Input records:
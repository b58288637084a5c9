use anyhow::Result;
use clap::{Parser, Subcommand};
use serde_json::{json, Value};
use std::path::{Path, PathBuf};
use sweep_core::ClassificationKey;
use sweep_runner::archive::{archive_dir, DEFAULT_REPORT_EXTENSION};

#[derive(Parser)]
#[command(
    name = "sweep",
    version,
    about = "Generate TLR experiment configurations and archive their reports"
)]
struct Cli {
    #[command(subcommand)]
    command: Commands,
}

#[derive(Subcommand)]
enum Commands {
    /// Show the axes and combination count of a sweep plan.
    Describe {
        plan: PathBuf,
        #[arg(long)]
        json: bool,
    },
    /// Write one configuration per combination of a sweep plan.
    Expand {
        plan: PathBuf,
        #[arg(long)]
        dry_run: bool,
        #[arg(long)]
        no_manifest: bool,
        #[arg(long)]
        json: bool,
    },
    /// Print the classification key of a single report.
    Key {
        report: PathBuf,
        #[arg(long)]
        json: bool,
    },
    /// Move reports into results/<source_dataset>/ named by their key.
    Archive {
        #[arg(default_value = ".")]
        dir: PathBuf,
        #[arg(long, default_value = DEFAULT_REPORT_EXTENSION)]
        extension: String,
        #[arg(long)]
        dry_run: bool,
        #[arg(long)]
        json: bool,
    },
    /// Write a starter plan and template.
    Init {
        #[arg(long, default_value = "sweep")]
        dir: PathBuf,
        #[arg(long)]
        force: bool,
    },
}

fn main() -> Result<()> {
    tracing_subscriber::fmt()
        .with_env_filter(
            tracing_subscriber::EnvFilter::try_from_default_env()
                .unwrap_or_else(|_| tracing_subscriber::EnvFilter::new("warn")),
        )
        .with_writer(std::io::stderr)
        .init();

    let cli = Cli::parse();
    let json_mode = command_json_mode(&cli.command);
    let result = run_command(cli.command);
    match result {
        Ok(Some(payload)) => {
            emit_json(&payload);
            Ok(())
        }
        Ok(None) => Ok(()),
        Err(err) => {
            if json_mode {
                emit_json(&json_error("command_failed", format!("{:#}", err), json!({})));
                std::process::exit(1);
            }
            Err(err)
        }
    }
}

fn run_command(command: Commands) -> Result<Option<Value>> {
    match command {
        Commands::Describe { plan, json } => {
            let summary = sweep_runner::describe_plan(&plan)?;
            if json {
                return Ok(Some(json!({
                    "ok": true,
                    "command": "describe",
                    "summary": summary_to_json(&summary)
                })));
            }
            print_summary(&summary);
        }
        Commands::Expand {
            plan,
            dry_run,
            no_manifest,
            json,
        } => {
            let options = sweep_runner::ExpandOptions {
                dry_run,
                write_manifest: !no_manifest,
            };
            let result = sweep_runner::expand_plan(&plan, &options)?;
            if json {
                return Ok(Some(json!({
                    "ok": true,
                    "command": "expand",
                    "expand": expand_result_to_json(&result)
                })));
            }
            for generated in &result.generated {
                println!("{}", result.output_root.join(&generated.path).display());
            }
            if result.dry_run {
                println!("dry_run: {} configurations (nothing written)", result.generated.len());
            } else {
                println!("generated: {}", result.generated.len());
            }
            if result.verify_failures > 0 {
                println!("verify_failures: {}", result.verify_failures);
            }
            if let Some(manifest) = &result.manifest_path {
                println!("manifest: {}", manifest.display());
            }
        }
        Commands::Key { report, json } => {
            let key = sweep_runner::classify_report(&report)?;
            let root = report.parent().unwrap_or(Path::new("."));
            let archive_path = archive_dir(root, &key);
            if json {
                return Ok(Some(json!({
                    "ok": true,
                    "command": "key",
                    "report": report.display().to_string(),
                    "key": key_to_json(&key),
                    "archive_dir": archive_path.display().to_string()
                })));
            }
            println!("key: {}", key);
            println!("file_stem: {}", key.file_stem());
            println!("archive_dir: {}", archive_path.display());
        }
        Commands::Archive {
            dir,
            extension,
            dry_run,
            json,
        } => {
            let options = sweep_runner::ArchiveOptions {
                extension: extension.trim_start_matches('.').to_string(),
                dry_run,
            };
            let summary = sweep_runner::archive_reports(&dir, &options)?;
            if json {
                return Ok(Some(json!({
                    "ok": true,
                    "command": "archive",
                    "archive": archive_summary_to_json(&summary)
                })));
            }
            print_archive_summary(&summary);
        }
        Commands::Init { dir, force } => {
            std::fs::create_dir_all(&dir)?;
            let plan_path = dir.join("plan.yaml");
            let template_path = dir.join("template.json");
            for p in [&plan_path, &template_path] {
                if !force && p.exists() {
                    return Err(anyhow::anyhow!(format!(
                        "init file already exists (use --force): {}",
                        p.display()
                    )));
                }
            }
            std::fs::write(&template_path, STARTER_TEMPLATE)?;
            std::fs::write(&plan_path, STARTER_PLAN)?;
            println!("wrote: {}", template_path.display());
            println!("wrote: {}", plan_path.display());
            println!("next: sweep describe {}", plan_path.display());
        }
    }
    Ok(None)
}

const STARTER_TEMPLATE: &str = r#"{
  "cache_dir": "./cache-r2r/<<DATASET>>",

  "gold_standard_configuration": {
    "path": "./datasets/req2req/<<DATASET>>/answer.csv",
    "hasHeader": "true"
  },

  "source_artifact_provider" : {
    "name" : "text",
    "args" : {
      "artifact_type" : "requirement",
      "path" : "./datasets/req2req/<<DATASET>>/high"
    }
  },
  "target_artifact_provider" : {
    "name" : "text",
    "args" : {
      "artifact_type" : "requirement",
      "path" : "./datasets/req2req/<<DATASET>>/low"
    }
  },
  "source_preprocessor" : {
    "name" : "artifact",
    "args" : {}
  },
  "target_preprocessor" : {
    "name" : "artifact",
    "args" : {}
  },
  "embedding_creator" : {
    "name" : "openai",
    "args" : {
      "model": "text-embedding-3-large"
    }
  },
  "source_store" : {
    "name" : "custom",
    "args" : { }
  },
  "target_store" : {
    "name" : "cosine_similarity",
    "args" : {
      "max_results" : "<<RETRIEVAL_COUNT>>"
    }
  },
  "classifier" : {
    "name" : "<<CLASSIFIER_MODE>>",
    "args" : {
      <<ARGS>>
    }
  },
  "result_aggregator" : {
    "name" : "any_connection",
    "args" : {}
  },
  "tracelinkid_postprocessor" : {
    "name" : "<<POSTPROCESSOR>>",
    "args" : {}
  }
}
"#;

const STARTER_PLAN: &str = "\
schema_version: sweep_plan_v1
template: template.json             # relative to this file
output_root: ../configs/req2req     # relative to this file
path: '${provider}/${dataset}/${dataset}_${classifier_mode}_${provider}_${classifier_model}.json'
verify: true
# placeholders:                     # extra tokens; every field already has <<FIELD>>
#   '<<<TARGET_ARTIFACT_PROVIDER>>>': target_provider
axes:
  - paired:                         # zipped: one dataset, its postprocessor, its retrieval count
      - name: dataset
        values: [GANNT, ModisDataset, CCHIT, WARC, dronology, CM1-NASA]
      - name: postprocessor
        values: [req2req, identity, identity, req2req, identity, identity]
      - name: retrieval_count
        values: [4, 4, 4, 4, 4, 4]
  - paired:
      - name: classifier_mode
        values: [mock, simple_openai, reasoning_openai, simple_ollama]
      - name: provider
        values: [none, gpt, gpt, ollama]
      - name: classifier_model
        values: [none, gpt-4o-mini-2024-07-18, gpt-4o-mini-2024-07-18, 'llama3.1:8b-instruct-fp16']
      - name: args
        values:
          - ''
          - '\"model\": \"${classifier_model}\"'
          - '\"model\": \"${classifier_model}\"'
          - '\"model\": \"${classifier_model}\"'
";

fn emit_json(value: &Value) {
    match serde_json::to_string(value) {
        Ok(s) => println!("{}", s),
        Err(_) => println!(
            "{{\"ok\":false,\"error\":{{\"code\":\"serialization_error\",\"message\":\"failed to serialize JSON payload\",\"details\":{{}}}}}}"
        ),
    }
}

fn json_error(code: &str, message: String, details: Value) -> Value {
    json!({
        "ok": false,
        "error": {
            "code": code,
            "message": message,
            "details": details
        }
    })
}

fn command_json_mode(command: &Commands) -> bool {
    match command {
        Commands::Describe { json, .. }
        | Commands::Expand { json, .. }
        | Commands::Key { json, .. }
        | Commands::Archive { json, .. } => *json,
        Commands::Init { .. } => false,
    }
}

fn summary_to_json(summary: &sweep_runner::PlanSummary) -> Value {
    json!({
        "plan": summary.plan_path.display().to_string(),
        "template": summary.template_path.display().to_string(),
        "output_root": summary.output_root.display().to_string(),
        "path": summary.path_pattern,
        "fields": summary.fields,
        "groups": summary.groups.iter().map(|g| json!({
            "axes": g.axes,
            "paired": g.paired,
            "positions": g.positions,
        })).collect::<Vec<_>>(),
        "combinations": summary.combination_count,
        "inert_placeholders": summary.inert_placeholders,
        "verify": summary.verify,
    })
}

fn print_summary(summary: &sweep_runner::PlanSummary) {
    println!("plan: {}", summary.plan_path.display());
    println!("template: {}", summary.template_path.display());
    println!("output_root: {}", summary.output_root.display());
    println!("path: {}", summary.path_pattern);
    for group in &summary.groups {
        let kind = if group.paired { "paired" } else { "free" };
        println!(
            "axis_group: {} [{}] x{}",
            kind,
            group.axes.join(", "),
            group.positions
        );
    }
    println!("combinations: {}", summary.combination_count);
    if !summary.inert_placeholders.is_empty() {
        println!("inert_placeholders: {}", summary.inert_placeholders.join(", "));
    }
    println!("verify: {}", summary.verify);
}

fn expand_result_to_json(result: &sweep_runner::ExpandResult) -> Value {
    json!({
        "output_root": result.output_root.display().to_string(),
        "dry_run": result.dry_run,
        "count": result.generated.len(),
        "generated": result.generated.iter().map(|g| json!({
            "path": g.path.display().to_string(),
            "sha256": g.sha256,
        })).collect::<Vec<_>>(),
        "manifest": result.manifest_path.as_ref().map(|p| p.display().to_string()),
        "verify_failures": result.verify_failures,
    })
}

fn key_to_json(key: &ClassificationKey) -> Value {
    json!({
        "source_dataset": key.source_dataset,
        "target_dataset": key.target_dataset,
        "source_preprocessor": key.source_preprocessor,
        "target_preprocessor": key.target_preprocessor,
        "embedding_model": key.embedding_model,
        "classifier": key.classifier.name(),
        "classifier_model": key.classifier.model(),
        "result_limit": key.result_limit.to_string(),
        "file_stem": key.file_stem(),
    })
}

fn archive_summary_to_json(summary: &sweep_runner::ArchiveSummary) -> Value {
    json!({
        "dry_run": summary.dry_run,
        "archived_count": summary.archived_count(),
        "archived": summary.archived.iter().map(|a| json!({
            "source": a.source.display().to_string(),
            "destination": a.destination.display().to_string(),
            "key": key_to_json(&a.key),
        })).collect::<Vec<_>>(),
        "unclassified": summary.unclassified.iter().map(|s| json!({
            "path": s.path.display().to_string(),
            "reason": s.reason,
        })).collect::<Vec<_>>(),
        "failed": summary.failed.iter().map(|s| json!({
            "path": s.path.display().to_string(),
            "reason": s.reason,
        })).collect::<Vec<_>>(),
    })
}

fn print_archive_summary(summary: &sweep_runner::ArchiveSummary) {
    let verb = if summary.dry_run { "would move" } else { "moved" };
    for a in &summary.archived {
        println!("{}: {} -> {}", verb, a.source.display(), a.destination.display());
    }
    for s in &summary.unclassified {
        println!("unclassified: {} ({})", s.path.display(), s.reason);
    }
    for s in &summary.failed {
        println!("failed: {} ({})", s.path.display(), s.reason);
    }
    println!("archived: {}", summary.archived_count());
}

About this task: Return the lines above precisely as they appear, beginning at the first line and ending at the line with "let cli = Cli::parse();", and nothing after it.

The completed task:
repository b58288637084a5c9
use anyhow::Result;
use clap::{Parser, Subcommand};
use serde_json::{json, Value};
use std::path::{Path, PathBuf};
use sweep_core::ClassificationKey;
use sweep_runner::archive::{archive_dir, DEFAULT_REPORT_EXTENSION};

#[derive(Parser)]
#[command(
    name = "sweep",
    version,
    about = "Generate TLR experiment configurations and archive their reports"
)]
struct Cli {
    #[command(subcommand)]
    command: Commands,
}

#[derive(Subcommand)]
enum Commands {
    /// Show the axes and combination count of a sweep plan.
    Describe {
        plan: PathBuf,
        #[arg(long)]
        json: bool,
    },
    /// Write one configuration per combination of a sweep plan.
    Expand {
        plan: PathBuf,
        #[arg(long)]
        dry_run: bool,
        #[arg(long)]
        no_manifest: bool,
        #[arg(long)]
        json: bool,
    },
    /// Print the classification key of a single report.
    Key {
        report: PathBuf,
        #[arg(long)]
        json: bool,
    },
    /// Move reports into results/<source_dataset>/ named by their key.
    Archive {
        #[arg(default_value = ".")]
        dir: PathBuf,
        #[arg(long, default_value = DEFAULT_REPORT_EXTENSION)]
        extension: String,
        #[arg(long)]
        dry_run: bool,
        #[arg(long)]
        json: bool,
    },
    /// Write a starter plan and template.
    Init {
        #[arg(long, default_value = "sweep")]
        dir: PathBuf,
        #[arg(long)]
        force: bool,
    },
}

fn main() -> Result<()> {
    tracing_subscriber::fmt()
        .with_env_filter(
            tracing_subscriber::EnvFilter::try_from_default_env()
                .unwrap_or_else(|_| tracing_subscriber::EnvFilter::new("warn")),
        )
        .with_writer(std::io::stderr)
        .init();

    let cli = Cli::parse();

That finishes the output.